The small wayside tea stall where the colleagues congregate and Dan’s mother waits for him adds a touch of credible relief to a film constantly flitting back and forth between the lush interiors of a luxury hotel and the white-walled interiors of a big hospital with its clinical ambience where death lurks just round the corner, waiting to spring any minute.

The very low key music by Shantanu Moitra enriches the persistent inner pain the film spells out all along the way. Avik Mukhopadhay’s camera work is magical as it moves in top angle shots capturing the roads of the city as darkness begins to fall, catching Dan as he speeds away on his two-wheeler from behind, switching to the lush green trees in the garden of the hotel, to change tracks within the hotel corridors and kitchens and from there, to the starched interiors of the ICU where Shiuli is lying, waiting to regain consciousness.

Chandrashekar Prajapati had a very challenging role as editor because it must have been a formidable task for him to decide where to cut and sweep and fade out or drastically cut a scene to go to another and why. But his editing is smooth and seamless because there are no jerks and you are never taken by surprise because by then, you are completely absorbed in the film and its characters and their problems.

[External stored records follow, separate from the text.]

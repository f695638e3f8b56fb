//! Documents: ordered sentences plus document-level metadata.

use std::collections::BTreeMap;
use std::fs::File;
use std::hash::{Hash, Hasher};
use std::io::{BufReader, BufWriter, Read, Write};
use std::path::Path;

use flate2::Compression;
use flate2::read::GzDecoder;
use flate2::write::GzEncoder;
use serde::{Deserialize, Serialize};
use tracing::debug;

use crate::error::{DocError, Result, ValidationError};
use crate::field::{Field, FieldType};
use crate::hash::{ContentHash, ContentHasher};
use crate::sentence::Sentence;

/// Stands in for the metadata hashes of a document without metadata.
const EMPTY_METADATA_SENTINEL: u8 = 0xff;

/// Attribute name → one token-value vector per sentence.
///
/// A sentence without the attribute contributes an empty vector, so the
/// outer index always equals the sentence index.
pub type AttributeView = BTreeMap<String, Vec<Vec<String>>>;

/// An Odinson document.
///
/// The document owns its metadata and sentences. The aggregate
/// [`AttributeView`] is derived at construction and never mutated.
#[derive(Debug, Clone, Serialize, Deserialize)]
#[serde(try_from = "DocumentRepr", into = "DocumentRepr")]
pub struct Document {
    id: String,
    metadata: Vec<Field>,
    sentences: Vec<Sentence>,
    attributes: AttributeView,
}

#[derive(Serialize, Deserialize)]
struct DocumentRepr {
    id: String,
    #[serde(default)]
    metadata: Vec<Field>,
    sentences: Vec<Sentence>,
}

impl TryFrom<DocumentRepr> for Document {
    type Error = DocError;

    fn try_from(repr: DocumentRepr) -> Result<Self> {
        check_metadata_depth(&repr.metadata)?;
        Ok(Document::new(repr.id, repr.metadata, repr.sentences))
    }
}

impl From<Document> for DocumentRepr {
    fn from(doc: Document) -> Self {
        DocumentRepr { id: doc.id, metadata: doc.metadata, sentences: doc.sentences }
    }
}

/// Sentence fields are checked when the sentence is built; metadata is
/// checked here, on every encode and decode.
fn check_metadata_depth(metadata: &[Field]) -> std::result::Result<(), ValidationError> {
    metadata.iter().try_for_each(Field::check_depth)
}

fn encode_error(path: &Path, e: serde_json::Error) -> DocError {
    if e.is_io() {
        DocError::Io { path: path.to_path_buf(), source: e.into() }
    } else {
        DocError::Encode { message: e.to_string() }
    }
}

fn is_gzip(path: &Path) -> bool {
    path.extension().and_then(|ext| ext.to_str()).is_some_and(|ext| ext.eq_ignore_ascii_case("gz"))
}

fn derive_attributes(sentences: &[Sentence]) -> AttributeView {
    let mut names: Vec<&str> = Vec::new();
    for sentence in sentences {
        for name in sentence.attribute_names() {
            if !names.contains(&name) {
                names.push(name);
            }
        }
    }

    names
        .into_iter()
        .map(|name| {
            let per_sentence = sentences
                .iter()
                .map(|s| s.tokens_for(name).map(|f| f.tokens.clone()).unwrap_or_default())
                .collect();
            (name.to_string(), per_sentence)
        })
        .collect()
}

impl Document {
    pub fn new(id: impl Into<String>, metadata: Vec<Field>, sentences: Vec<Sentence>) -> Self {
        let attributes = derive_attributes(&sentences);
        Self { id: id.into(), metadata, sentences, attributes }
    }

    /// Load a document from a JSON file, gunzipping when the path ends in `.gz`.
    ///
    /// # Errors
    ///
    /// Returns [`DocError::Io`] if the file cannot be opened and
    /// [`DocError::Decode`] naming the offending path if its content is not a
    /// valid document.
    pub fn from_file(path: impl AsRef<Path>) -> Result<Self> {
        let path = path.as_ref();
        let file =
            File::open(path).map_err(|source| DocError::Io { path: path.to_path_buf(), source })?;
        let gzip = is_gzip(path);
        debug!(path = %path.display(), gzip, "loading odinson document");

        if gzip {
            Self::from_reader(GzDecoder::new(BufReader::new(file)))
        } else {
            Self::from_reader(BufReader::new(file))
        }
    }

    /// Decode a document from any JSON byte stream.
    pub fn from_reader<R: Read>(reader: R) -> Result<Self> {
        let mut de = serde_json::Deserializer::from_reader(reader);
        let doc = decode(&mut de)?;
        de.end().map_err(|e| DocError::Decode { path: ".".to_string(), message: e.to_string() })?;
        Ok(doc)
    }

    /// Decode a document from a JSON string.
    pub fn from_json(json: &str) -> Result<Self> {
        let mut de = serde_json::Deserializer::from_str(json);
        let doc = decode(&mut de)?;
        de.end().map_err(|e| DocError::Decode { path: ".".to_string(), message: e.to_string() })?;
        Ok(doc)
    }

    /// Encode the document as JSON.
    ///
    /// # Errors
    ///
    /// Returns [`ValidationError::NestingTooDeep`] if a metadata field nests
    /// past [`MAX_NESTING_DEPTH`](crate::MAX_NESTING_DEPTH), since such a
    /// document could not be decoded again.
    pub fn to_json(&self) -> Result<String> {
        check_metadata_depth(&self.metadata)?;
        serde_json::to_string(self).map_err(|e| DocError::Encode { message: e.to_string() })
    }

    /// Write the document as JSON, gzip-compressed when the path ends in `.gz`.
    ///
    /// Applies the same depth check as [`Document::to_json`] before the file
    /// is created.
    pub fn to_file(&self, path: impl AsRef<Path>) -> Result<()> {
        check_metadata_depth(&self.metadata)?;
        let path = path.as_ref();
        let io_err = |source| DocError::Io { path: path.to_path_buf(), source };
        let file = File::create(path).map_err(io_err)?;
        let mut writer = BufWriter::new(file);

        if is_gzip(path) {
            let mut encoder = GzEncoder::new(&mut writer, Compression::default());
            serde_json::to_writer(&mut encoder, self).map_err(|e| encode_error(path, e))?;
            encoder.finish().map_err(io_err)?;
        } else {
            serde_json::to_writer(&mut writer, self).map_err(|e| encode_error(path, e))?;
        }
        writer.flush().map_err(io_err)
    }

    pub fn id(&self) -> &str {
        &self.id
    }

    pub fn metadata(&self) -> &[Field] {
        &self.metadata
    }

    pub fn sentences(&self) -> &[Sentence] {
        &self.sentences
    }

    /// The derived aggregate view over all sentences.
    pub fn attributes(&self) -> &AttributeView {
        &self.attributes
    }

    /// Per-sentence token values for one attribute.
    pub fn attribute(&self, name: &str) -> Option<&[Vec<String>]> {
        self.attributes.get(name).map(Vec::as_slice)
    }

    /// Total number of tokens across all sentences.
    pub fn num_tokens(&self) -> usize {
        self.sentences.iter().map(Sentence::num_tokens).sum()
    }

    /// Every metadata field named `name`, in order. Empty if none match.
    pub fn metadata_by_name(&self, name: &str) -> Vec<&Field> {
        self.metadata.iter().filter(|f| f.name() == name).collect()
    }

    /// Every metadata field of the given type, in order. Empty if none match.
    pub fn metadata_by_type(&self, field_type: FieldType) -> Vec<&Field> {
        self.metadata.iter().filter(|f| f.field_type() == field_type).collect()
    }

    /// Start a copy of this document. Attributes not overridden on the
    /// returned builder keep their current values.
    pub fn copy(&self) -> DocumentCopy<'_> {
        DocumentCopy { source: self, id: None, metadata: None, sentences: None }
    }
}

fn decode<'de, D>(de: D) -> Result<Document>
where
    D: serde::Deserializer<'de>,
{
    serde_path_to_error::deserialize(de).map_err(|e| DocError::Decode {
        path: e.path().to_string(),
        message: e.inner().to_string(),
    })
}

/// Field-wise override builder returned by [`Document::copy`].
#[derive(Debug)]
pub struct DocumentCopy<'a> {
    source: &'a Document,
    id: Option<String>,
    metadata: Option<Vec<Field>>,
    sentences: Option<Vec<Sentence>>,
}

impl DocumentCopy<'_> {
    pub fn id(mut self, id: impl Into<String>) -> Self {
        self.id = Some(id.into());
        self
    }

    pub fn metadata(mut self, metadata: Vec<Field>) -> Self {
        self.metadata = Some(metadata);
        self
    }

    pub fn sentences(mut self, sentences: Vec<Sentence>) -> Self {
        self.sentences = Some(sentences);
        self
    }

    /// Build the copy. The attribute view is re-derived only when the
    /// sentences were replaced.
    pub fn build(self) -> Document {
        let id = self.id.unwrap_or_else(|| self.source.id.clone());
        let metadata = self.metadata.unwrap_or_else(|| self.source.metadata.clone());
        match self.sentences {
            Some(sentences) => Document::new(id, metadata, sentences),
            None => Document {
                id,
                metadata,
                sentences: self.source.sentences.clone(),
                attributes: self.source.attributes.clone(),
            },
        }
    }
}

impl PartialEq for Document {
    fn eq(&self, other: &Self) -> bool {
        self.id == other.id && self.metadata == other.metadata && self.sentences == other.sentences
    }
}

impl Eq for Document {}

impl ContentHash for Document {
    fn hash_content(&self, hasher: &mut ContentHasher) {
        hasher.write_str(&self.id);
        if self.metadata.is_empty() {
            hasher.write_tag(EMPTY_METADATA_SENTINEL);
        } else {
            hasher.write_len(self.metadata.len());
            for field in &self.metadata {
                hasher.write_digest(&field.content_hash());
            }
        }
        hasher.write_len(self.sentences.len());
        for sentence in &self.sentences {
            hasher.write_digest(&sentence.content_hash());
        }
    }
}

impl Hash for Document {
    fn hash<H: Hasher>(&self, state: &mut H) {
        self.content_hash().hash(state);
    }
}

The film is never about whether Shiuli will recover or die or remain in coma forever. It is not about whether Dan will or will not realise that his involvement is superfluous because there is a family behind her. It is about how a three-word, simple question can take a story to a completely different level. The words are not “I Love You” but, “Where is Dan?” And, he tries to find the answer through the shiuli plant outside Shiuli’s home which he offers to carry away when her family - mother and two kids, are moving back to Trichy.

This is a film that challenges any rating system so I will leave it at that. Take a bow Shooji and Juhi and the entire team.